Solution Since $f_{x}(x,y)=-2x$ and $f_{y}(x,y)=0$, the area is

$$S $$	$$= \int_{R} \int \sqrt{ 1 + [f_{x}(x_{i},y_{i})]^{2} + [f_{y}(x_{i},y_{i})]^{2} } \: d A$$
	$$= \int_{R} \int \sqrt{ 1+ 4x^{2}} \:d A.$$

The bounds for $R$ are $0 \leqslant x \leqslant 2$ and $ 0 \leqslant y \leqslant 2$. The integral becomes

$$ S$$	$$= \int_{0}^{2} \int_{0}^{2} \sqrt{1+4x^{2}} \:dy \: dx$$
	$$= \left. \int_{0}^{2} y\sqrt{1+4x^{2}}\right]_{0}^{2} \: dx $$
	$$= 2\int_{0}^{2} \sqrt{1+4x^{2}} \: dx$$
	let $u=2x$ and $a = 1$
	$$= 2 \left[ \frac{1}{2} \left( 2x \sqrt{1+(2x)^{2}} + \ln \left(2x + \sqrt{1+(2x)^{2}} \right) \right) \right]_{0}^{2}$$
	$$= 2 \left[ \frac{1}{2} \left( 4 \sqrt{17} + \ln \left(4 + \sqrt{17} \right) \right) \right]$$
	$$= 4 \sqrt{17} + \ln (4 + \sqrt{17})$$

Find the area for the surface given by $z=f(x,y)$ over the region $R$.

$f(x,y)= 3 +x^{3/2}$

$R$ rectangle with vertices (0,0), (0,4), (3,4), (3,0).

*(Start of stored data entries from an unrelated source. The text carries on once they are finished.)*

//! Mock capabilities for exercising the pipeline without network access.

use std::collections::HashMap;
use std::sync::atomic::{AtomicUsize, Ordering};
use std::sync::Mutex;

use async_trait::async_trait;

use crate::capabilities::{
    AnalysisCapability, BatchPage, BatchQuery, CapabilityError, FullTextCapability,
    QueryGenCapability, RequestFilter, SearchCapability,
};
use crate::models::{Article, ArticleBuilder};

/// A search capability backed by an in-memory corpus.
///
/// Pagination, filtering, and failure injection are scripted so orchestrator
/// behavior (batching, retry, compensation) can be asserted deterministically.
#[derive(Debug)]
pub struct MockSearch {
    corpus: Mutex<Vec<Article>>,
    /// Number of initial calls that fail with a transient error
    transient_failures: AtomicUsize,
    /// When set, every call fails with this permanent rejection
    rejection: Mutex<Option<String>>,
    /// When false, filters are NOT applied upstream and `supports_filter`
    /// reports them unsupported
    server_side_filters: bool,
    /// Artificial latency per call, for exercising in-flight behavior
    delay: Option<std::time::Duration>,
    calls: AtomicUsize,
}

impl MockSearch {
    /// Create a mock over the given corpus, filters applied server-side
    pub fn new(corpus: Vec<Article>) -> Self {
        Self {
            corpus: Mutex::new(corpus),
            transient_failures: AtomicUsize::new(0),
            rejection: Mutex::new(None),
            server_side_filters: true,
            delay: None,
            calls: AtomicUsize::new(0),
        }
    }

    /// Fail the first `n` calls with a transient network error
    pub fn failing_first(self, n: usize) -> Self {
        self.transient_failures.store(n, Ordering::SeqCst);
        self
    }

    /// Reject every call with a permanent upstream error
    pub fn rejecting(self, message: impl Into<String>) -> Self {
        self.set_rejection(message);
        self
    }

    /// Start (or stop, with `""`) rejecting calls after construction
    pub fn set_rejection(&self, message: impl Into<String>) {
        let message = message.into();
        *self.rejection.lock().expect("mock lock poisoned") =
            (!message.is_empty()).then_some(message);
    }

    /// Report request-level filters as unsupported, forcing client-side filtering
    pub fn without_server_filters(mut self) -> Self {
        self.server_side_filters = false;
        self
    }

    /// Sleep for the given duration at the start of every call
    pub fn with_delay(mut self, delay: std::time::Duration) -> Self {
        self.delay = Some(delay);
        self
    }

    /// Total calls issued, including retried ones
    pub fn call_count(&self) -> usize {
        self.calls.load(Ordering::SeqCst)
    }
}

#[async_trait]
impl SearchCapability for MockSearch {
    async fn query(&self, batch: &BatchQuery) -> Result<BatchPage, CapabilityError> {
        self.calls.fetch_add(1, Ordering::SeqCst);

        if let Some(delay) = self.delay {
            tokio::time::sleep(delay).await;
        }

        if let Some(message) = self.rejection.lock().expect("mock lock poisoned").clone() {
            return Err(CapabilityError::Rejected(message));
        }

        let remaining = self
            .transient_failures
            .fetch_update(Ordering::SeqCst, Ordering::SeqCst, |n| n.checked_sub(1))
            .is_ok();
        if remaining {
            return Err(CapabilityError::Network("injected failure".to_string()));
        }

        let corpus = self.corpus.lock().expect("mock lock poisoned");
        let matching: Vec<Article> = corpus
            .iter()
            .filter(|article| {
                if !self.server_side_filters {
                    return true;
                }
                if batch.filters.exclude_preprints && article.is_preprint() {
                    return false;
                }
                if batch.filters.free_full_text_only && article.pmcid.is_none() {
                    return false;
                }
                true
            })
            .cloned()
            .collect();

        let total_available = matching.len();
        let articles = matching
            .into_iter()
            .skip(batch.offset)
            .take(batch.count)
            .collect();

        Ok(BatchPage {
            articles,
            total_available,
        })
    }

    fn supports_filter(&self, _filter: RequestFilter) -> bool {
        self.server_side_filters
    }
}

/// Scripted outcome for a single PMCID
#[derive(Debug, Clone)]
enum ScriptedFetch {
    Text(String),
    Timeout,
    Network,
}

/// A full-text capability with per-PMCID scripted outcomes.
///
/// PMCIDs without a script fail with `NotAvailable`.
#[derive(Debug, Default)]
pub struct MockFullText {
    scripts: Mutex<HashMap<String, ScriptedFetch>>,
    attempts: Mutex<Vec<String>>,
}

impl MockFullText {
    /// Create an empty mock (every fetch fails with `NotAvailable`)
    pub fn new() -> Self {
        Self::default()
    }

    /// Script a successful fetch
    pub fn with_text(self, pmcid: impl Into<String>, text: impl Into<String>) -> Self {
        self.scripts
            .lock()
            .expect("mock lock poisoned")
            .insert(pmcid.into(), ScriptedFetch::Text(text.into()));
        self
    }

    /// Script a timeout
    pub fn with_timeout(self, pmcid: impl Into<String>) -> Self {
        self.scripts
            .lock()
            .expect("mock lock poisoned")
            .insert(pmcid.into(), ScriptedFetch::Timeout);
        self
    }

    /// Script a network failure
    pub fn with_network_error(self, pmcid: impl Into<String>) -> Self {
        self.scripts
            .lock()
            .expect("mock lock poisoned")
            .insert(pmcid.into(), ScriptedFetch::Network);
        self
    }

    /// PMCIDs that were attempted, in call order
    pub fn attempted(&self) -> Vec<String> {
        self.attempts.lock().expect("mock lock poisoned").clone()
    }
}

#[async_trait]
impl FullTextCapability for MockFullText {
    async fn fetch(&self, pmcid: &str) -> Result<String, CapabilityError> {
        self.attempts
            .lock()
            .expect("mock lock poisoned")
            .push(pmcid.to_string());

        let script = self
            .scripts
            .lock()
            .expect("mock lock poisoned")
            .get(pmcid)
            .cloned();

        match script {
            Some(ScriptedFetch::Text(text)) => Ok(text),
            Some(ScriptedFetch::Timeout) => Err(CapabilityError::Timeout),
            Some(ScriptedFetch::Network) => {
                Err(CapabilityError::Network("connection reset".to_string()))
            }
            None => Err(CapabilityError::NotAvailable(format!(
                "no script for {}",
                pmcid
            ))),
        }
    }
}

/// An analysis capability returning a canned result
#[derive(Debug, Default)]
pub struct MockAnalysis {
    result: Mutex<Option<String>>,
    failure: Mutex<Option<CapabilityErrorScript>>,
    synthesized_counts: Mutex<Vec<usize>>,
}

#[derive(Debug, Clone)]
enum CapabilityErrorScript {
    Rejected(String),
    Unavailable,
}

impl MockAnalysis {
    /// Return the given synthesis text on every call
    pub fn returning(result: impl Into<String>) -> Self {
        Self {
            result: Mutex::new(Some(result.into())),
            failure: Mutex::new(None),
            synthesized_counts: Mutex::new(Vec::new()),
        }
    }

    /// Fail every call with a remote rejection carrying `message`
    pub fn rejecting(message: impl Into<String>) -> Self {
        Self {
            result: Mutex::new(None),
            failure: Mutex::new(Some(CapabilityErrorScript::Rejected(message.into()))),
            synthesized_counts: Mutex::new(Vec::new()),
        }
    }

    /// Fail every call without a remote-provided message
    pub fn failing_without_message() -> Self {
        Self {
            result: Mutex::new(None),
            failure: Mutex::new(Some(CapabilityErrorScript::Unavailable)),
            synthesized_counts: Mutex::new(Vec::new()),
        }
    }

    /// Payload sizes of each synthesize call
    pub fn synthesized_counts(&self) -> Vec<usize> {
        self.synthesized_counts
            .lock()
            .expect("mock lock poisoned")
            .clone()
    }
}

#[async_trait]
impl AnalysisCapability for MockAnalysis {
    async fn synthesize(&self, articles: &[Article]) -> Result<String, CapabilityError> {
        self.synthesized_counts
            .lock()
            .expect("mock lock poisoned")
            .push(articles.len());

        if let Some(failure) = self.failure.lock().expect("mock lock poisoned").clone() {
            return Err(match failure {
                CapabilityErrorScript::Rejected(message) => CapabilityError::Rejected(message),
                CapabilityErrorScript::Unavailable => {
                    CapabilityError::Unavailable(String::new())
                }
            });
        }

        Ok(self
            .result
            .lock()
            .expect("mock lock poisoned")
            .clone()
            .unwrap_or_default())
    }
}

/// A query generator that echoes a canned query
#[derive(Debug)]
pub struct MockQueryGen {
    query: String,
}

impl MockQueryGen {
    /// Always generate the given query
    pub fn returning(query: impl Into<String>) -> Self {
        Self {
            query: query.into(),
        }
    }
}

#[async_trait]
impl QueryGenCapability for MockQueryGen {
    async fn generate(&self, _idea: &str) -> Result<String, CapabilityError> {
        Ok(self.query.clone())
    }
}

/// Helper to build a small test article
pub fn make_article(pmid: &str, title: &str) -> Article {
    ArticleBuilder::new(pmid, title)
        .authors("Jane Doe")
        .first_author("Doe, J.")
        .year(2021)
        .journal("Journal of Testing")
        .summary(format!("Abstract for {}", pmid))
        .build()
}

Solution Since $f_{x}(x,y)=\frac{3}{2}x^{1/2}$ and $f_{x}(x,y)=0$, the area is

$$S $$	$$= \int_{R} \int \sqrt{ 1 + [f_{x}(x_{i},y_{i})]^{2} + [f_{y}(x_{i},y_{i})]^{2} } \: d A$$
	$$= \int_{R} \int \sqrt{ 1+ \left( \frac{3}{2}x^{1/2} \right)^{2}} \:d A.$$

The bounds for $R$ are $0 \leqslant x \leqslant 4$ and $ 0 \leqslant y \leqslant 3$. The integral becomes

$$ S$$	$$= \int_{0}^{4} \int_{0}^{3} \sqrt{1+\frac{9}{4}x} \:dy \: dx$$
	$$= \left. \int_{0}^{4} y\sqrt{1+\frac{9}{4}x} \right]_{0}^{3} \: dx $$
	$$= 3 \int_{0}^{4} \sqrt{1+\frac{9}{4}x} \: dx $$
	Let $u=\frac{3}{2}\sqrt{x}$ and $a=1$.
	$$= 3 \left[ \frac{1}{2} \left(\frac{3}{2}\sqrt{x}\sqrt{1+\frac{9}{4}x} + \ln\left( \frac{3}{2}\sqrt{x} + \sqrt{1+\frac{9}{4}x}\right) \right) \right]_{0}^{4} $$
	$$= 3 \left[ \frac{1}{2} \left(\frac{3}{2}(2)\sqrt{1+\frac{9}{4}(4)} + \ln\left( \frac{3}{2}(2) + \sqrt{1+\frac{9}{4}(4)}\right) \right) \right] $$
	$$= 3 \left[ \frac{1}{2} \left( 3\sqrt{10} + \ln\left( 3 + \sqrt{10}\right) \right) \right] $$
	$$= \frac{3}{2} \left( 3\sqrt{10} + \ln\left( 3 + \sqrt{10}\right) \right) $$